Task prompt: Scan the records for the string "driver", then copy each line that has it.
■ ■ ■ ■
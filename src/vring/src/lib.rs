/*
Copyright 2026  The Hyperlight Authors.

Licensed under the Apache License, Version 2.0 (the "License");
you may not use this file except in compliance with the License.
You may obtain a copy of the License at

    http://www.apache.org/licenses/LICENSE-2.0

Unless required by applicable law or agreed to in writing, software
distributed under the License is distributed on an "AS IS" BASIS,
WITHOUT WARRANTIES OR CONDITIONS OF ANY KIND, either express or implied.
See the License for the specific language governing permissions and
limitations under the License.
*/

#![cfg_attr(not(any(test, debug_assertions)), warn(clippy::panic))]
#![cfg_attr(not(any(test, debug_assertions)), warn(clippy::expect_used))]
#![cfg_attr(not(any(test, debug_assertions)), warn(clippy::unwrap_used))]
// Arbitrary requires std, so fuzzing builds link it too
#![cfg_attr(not(any(test, feature = "std")), no_std)]

extern crate alloc;

/// Split virtqueues: the shared-memory ring, its chain allocator and the
/// notification suppression handshake.
///
/// A [`virtq::Queue`] is the driver's end of one channel. The device end is
/// emulated by [`virtq::DeviceRing`] in tests and by whatever sits on the
/// other side of the shared memory in production.
pub mod virtq;

/// Feature bit negotiation between a driver and a device.
pub mod feature;

/// Device lifecycle, the driver and transport traits, and the bus registry
/// that binds them together.
pub mod device;

/// Per-queue tunables.
pub mod config;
■ ■ ■ ■
Problem solution:
/// A [`virtq::Queue`] is the driver's end of one channel. The device end is
/// Feature bit negotiation between a driver and a device.
/// Device lifecycle, the driver and transport traits, and the bus registry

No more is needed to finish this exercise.